- Opening Delimiter -

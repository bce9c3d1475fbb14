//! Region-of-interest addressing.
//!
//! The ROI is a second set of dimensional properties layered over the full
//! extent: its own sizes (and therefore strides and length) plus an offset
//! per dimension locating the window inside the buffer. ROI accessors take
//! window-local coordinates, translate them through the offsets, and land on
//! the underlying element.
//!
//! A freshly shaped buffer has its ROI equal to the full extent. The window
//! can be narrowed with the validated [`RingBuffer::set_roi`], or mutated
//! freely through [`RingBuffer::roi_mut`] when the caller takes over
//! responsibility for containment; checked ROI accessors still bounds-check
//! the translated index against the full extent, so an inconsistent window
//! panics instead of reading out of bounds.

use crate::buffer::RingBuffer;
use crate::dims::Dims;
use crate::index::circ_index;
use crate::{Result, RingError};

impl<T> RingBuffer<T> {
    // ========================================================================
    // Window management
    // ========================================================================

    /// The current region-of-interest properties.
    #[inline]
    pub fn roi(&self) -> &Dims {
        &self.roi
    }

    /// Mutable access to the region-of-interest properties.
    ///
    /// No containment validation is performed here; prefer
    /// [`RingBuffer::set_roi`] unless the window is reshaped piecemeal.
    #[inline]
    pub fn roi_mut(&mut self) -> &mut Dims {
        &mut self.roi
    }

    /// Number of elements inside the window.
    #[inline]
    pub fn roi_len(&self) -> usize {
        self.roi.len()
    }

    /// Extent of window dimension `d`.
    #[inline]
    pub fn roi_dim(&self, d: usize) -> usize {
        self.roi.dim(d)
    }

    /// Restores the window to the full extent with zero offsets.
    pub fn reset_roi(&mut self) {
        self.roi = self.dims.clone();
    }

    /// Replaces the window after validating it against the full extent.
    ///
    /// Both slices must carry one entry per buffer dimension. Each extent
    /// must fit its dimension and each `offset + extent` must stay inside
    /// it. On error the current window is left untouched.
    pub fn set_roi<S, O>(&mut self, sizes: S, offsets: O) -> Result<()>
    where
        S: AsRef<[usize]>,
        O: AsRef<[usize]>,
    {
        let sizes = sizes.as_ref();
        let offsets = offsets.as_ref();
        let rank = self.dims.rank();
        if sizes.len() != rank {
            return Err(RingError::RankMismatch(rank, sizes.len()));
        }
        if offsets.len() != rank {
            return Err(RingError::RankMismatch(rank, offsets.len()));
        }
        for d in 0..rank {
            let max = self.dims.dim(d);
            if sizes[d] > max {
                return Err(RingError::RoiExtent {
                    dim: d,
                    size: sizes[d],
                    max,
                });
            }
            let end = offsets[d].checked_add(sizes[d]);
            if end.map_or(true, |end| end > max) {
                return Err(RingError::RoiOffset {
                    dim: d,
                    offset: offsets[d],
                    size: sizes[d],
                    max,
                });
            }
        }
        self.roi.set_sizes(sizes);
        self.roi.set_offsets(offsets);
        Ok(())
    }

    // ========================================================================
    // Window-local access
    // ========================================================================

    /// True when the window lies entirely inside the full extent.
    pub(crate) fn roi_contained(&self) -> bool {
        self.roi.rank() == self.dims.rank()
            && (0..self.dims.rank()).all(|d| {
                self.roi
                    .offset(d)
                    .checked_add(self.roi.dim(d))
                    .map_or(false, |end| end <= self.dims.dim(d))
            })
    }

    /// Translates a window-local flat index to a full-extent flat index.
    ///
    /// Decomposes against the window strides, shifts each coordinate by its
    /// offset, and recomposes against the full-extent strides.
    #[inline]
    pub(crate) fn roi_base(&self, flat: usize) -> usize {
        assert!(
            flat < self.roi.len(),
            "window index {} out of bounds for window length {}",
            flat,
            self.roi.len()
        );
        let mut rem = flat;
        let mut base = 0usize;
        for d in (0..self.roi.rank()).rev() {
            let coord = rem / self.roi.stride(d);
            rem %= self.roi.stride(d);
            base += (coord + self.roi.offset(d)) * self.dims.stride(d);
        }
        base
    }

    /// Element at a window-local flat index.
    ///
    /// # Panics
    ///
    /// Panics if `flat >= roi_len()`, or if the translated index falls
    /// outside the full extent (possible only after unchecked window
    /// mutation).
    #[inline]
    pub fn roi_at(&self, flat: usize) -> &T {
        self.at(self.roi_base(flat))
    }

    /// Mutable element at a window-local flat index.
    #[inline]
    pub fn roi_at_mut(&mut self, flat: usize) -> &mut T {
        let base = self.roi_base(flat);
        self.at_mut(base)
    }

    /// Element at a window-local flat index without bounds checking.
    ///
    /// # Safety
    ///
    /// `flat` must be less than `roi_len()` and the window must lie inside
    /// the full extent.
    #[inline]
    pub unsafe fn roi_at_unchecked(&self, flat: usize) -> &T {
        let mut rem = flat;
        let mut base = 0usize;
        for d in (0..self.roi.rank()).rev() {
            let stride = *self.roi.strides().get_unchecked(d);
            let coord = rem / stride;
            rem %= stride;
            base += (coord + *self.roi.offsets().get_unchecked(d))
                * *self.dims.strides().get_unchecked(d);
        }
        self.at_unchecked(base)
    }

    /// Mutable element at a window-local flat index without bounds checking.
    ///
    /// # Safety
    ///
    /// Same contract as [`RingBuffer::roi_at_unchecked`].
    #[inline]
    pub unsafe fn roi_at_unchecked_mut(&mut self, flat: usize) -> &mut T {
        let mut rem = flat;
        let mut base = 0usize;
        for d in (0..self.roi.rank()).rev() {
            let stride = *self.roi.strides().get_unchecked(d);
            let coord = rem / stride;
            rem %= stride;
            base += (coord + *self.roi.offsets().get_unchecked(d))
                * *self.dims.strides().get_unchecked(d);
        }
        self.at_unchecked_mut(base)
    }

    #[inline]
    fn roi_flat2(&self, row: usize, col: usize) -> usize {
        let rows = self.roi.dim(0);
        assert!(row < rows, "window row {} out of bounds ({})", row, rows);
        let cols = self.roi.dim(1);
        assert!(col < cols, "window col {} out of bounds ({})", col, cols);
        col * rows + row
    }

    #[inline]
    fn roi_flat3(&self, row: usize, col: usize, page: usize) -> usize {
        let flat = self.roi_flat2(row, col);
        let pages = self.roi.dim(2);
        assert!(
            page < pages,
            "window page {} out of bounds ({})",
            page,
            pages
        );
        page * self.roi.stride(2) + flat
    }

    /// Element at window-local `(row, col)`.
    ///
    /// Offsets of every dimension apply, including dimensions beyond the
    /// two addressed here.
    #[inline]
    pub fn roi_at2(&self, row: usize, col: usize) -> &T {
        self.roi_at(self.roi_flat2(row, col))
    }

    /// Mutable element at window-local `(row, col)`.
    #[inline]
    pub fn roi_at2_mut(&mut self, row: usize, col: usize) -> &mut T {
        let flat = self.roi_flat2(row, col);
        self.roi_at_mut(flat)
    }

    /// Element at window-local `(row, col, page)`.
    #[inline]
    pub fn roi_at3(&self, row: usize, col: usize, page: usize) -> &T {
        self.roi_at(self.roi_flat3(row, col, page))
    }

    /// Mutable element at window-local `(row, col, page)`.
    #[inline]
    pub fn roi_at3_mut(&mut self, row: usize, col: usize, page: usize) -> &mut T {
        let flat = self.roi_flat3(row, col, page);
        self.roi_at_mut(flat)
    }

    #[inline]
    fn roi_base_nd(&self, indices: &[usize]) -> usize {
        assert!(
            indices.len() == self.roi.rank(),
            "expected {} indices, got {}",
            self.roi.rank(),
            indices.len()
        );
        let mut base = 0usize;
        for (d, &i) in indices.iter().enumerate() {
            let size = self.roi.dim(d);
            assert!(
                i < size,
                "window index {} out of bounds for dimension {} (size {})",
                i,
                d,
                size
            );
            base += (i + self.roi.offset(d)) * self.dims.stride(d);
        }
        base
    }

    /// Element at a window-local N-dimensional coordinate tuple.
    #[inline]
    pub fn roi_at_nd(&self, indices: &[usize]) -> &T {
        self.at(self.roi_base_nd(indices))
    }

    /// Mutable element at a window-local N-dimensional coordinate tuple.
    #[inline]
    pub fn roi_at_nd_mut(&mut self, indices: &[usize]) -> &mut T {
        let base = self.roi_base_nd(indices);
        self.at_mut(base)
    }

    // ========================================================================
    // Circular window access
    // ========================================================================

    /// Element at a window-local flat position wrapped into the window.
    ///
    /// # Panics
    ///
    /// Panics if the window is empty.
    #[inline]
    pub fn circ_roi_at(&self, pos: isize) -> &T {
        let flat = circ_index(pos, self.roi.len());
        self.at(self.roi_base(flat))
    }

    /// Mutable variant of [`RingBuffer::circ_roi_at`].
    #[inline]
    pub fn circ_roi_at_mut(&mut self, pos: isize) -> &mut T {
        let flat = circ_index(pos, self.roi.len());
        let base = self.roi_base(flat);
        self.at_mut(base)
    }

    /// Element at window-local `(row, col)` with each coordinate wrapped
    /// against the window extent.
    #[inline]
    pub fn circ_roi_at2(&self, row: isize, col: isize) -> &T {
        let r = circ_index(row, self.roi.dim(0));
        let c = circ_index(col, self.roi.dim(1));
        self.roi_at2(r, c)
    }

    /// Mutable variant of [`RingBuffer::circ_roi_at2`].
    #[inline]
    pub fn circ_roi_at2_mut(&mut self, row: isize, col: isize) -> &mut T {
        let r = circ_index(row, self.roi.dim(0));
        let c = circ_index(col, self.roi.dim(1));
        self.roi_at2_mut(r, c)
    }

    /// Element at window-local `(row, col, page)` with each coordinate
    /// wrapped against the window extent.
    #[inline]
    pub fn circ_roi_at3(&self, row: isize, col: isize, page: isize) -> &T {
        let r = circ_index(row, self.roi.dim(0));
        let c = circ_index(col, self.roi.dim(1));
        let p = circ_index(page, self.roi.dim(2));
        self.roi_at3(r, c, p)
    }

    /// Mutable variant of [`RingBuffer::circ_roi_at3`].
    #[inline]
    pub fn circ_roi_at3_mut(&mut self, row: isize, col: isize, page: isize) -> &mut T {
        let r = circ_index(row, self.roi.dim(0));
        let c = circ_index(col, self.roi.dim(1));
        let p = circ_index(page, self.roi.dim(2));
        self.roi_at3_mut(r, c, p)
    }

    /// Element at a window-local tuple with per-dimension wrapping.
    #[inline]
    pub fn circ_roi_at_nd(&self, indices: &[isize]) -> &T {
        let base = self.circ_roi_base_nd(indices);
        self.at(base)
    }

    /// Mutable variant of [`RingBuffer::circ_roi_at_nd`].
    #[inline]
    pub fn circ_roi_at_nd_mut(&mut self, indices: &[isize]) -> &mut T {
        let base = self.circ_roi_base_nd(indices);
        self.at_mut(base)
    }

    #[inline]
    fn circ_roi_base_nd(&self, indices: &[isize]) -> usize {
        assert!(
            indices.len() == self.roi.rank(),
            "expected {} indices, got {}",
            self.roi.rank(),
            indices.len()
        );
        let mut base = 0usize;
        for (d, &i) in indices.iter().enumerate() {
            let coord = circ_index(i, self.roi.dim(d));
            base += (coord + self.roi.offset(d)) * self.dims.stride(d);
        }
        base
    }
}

- Closing Delimiter -

__Aim of the task__.
Copy all lines from the data that hold the word "return".

__Answer to this task__.
            return Err(RingError::RankMismatch(rank, sizes.len()));
            return Err(RingError::RankMismatch(rank, offsets.len()));
                return Err(RingError::RoiExtent {
                return Err(RingError::RoiOffset {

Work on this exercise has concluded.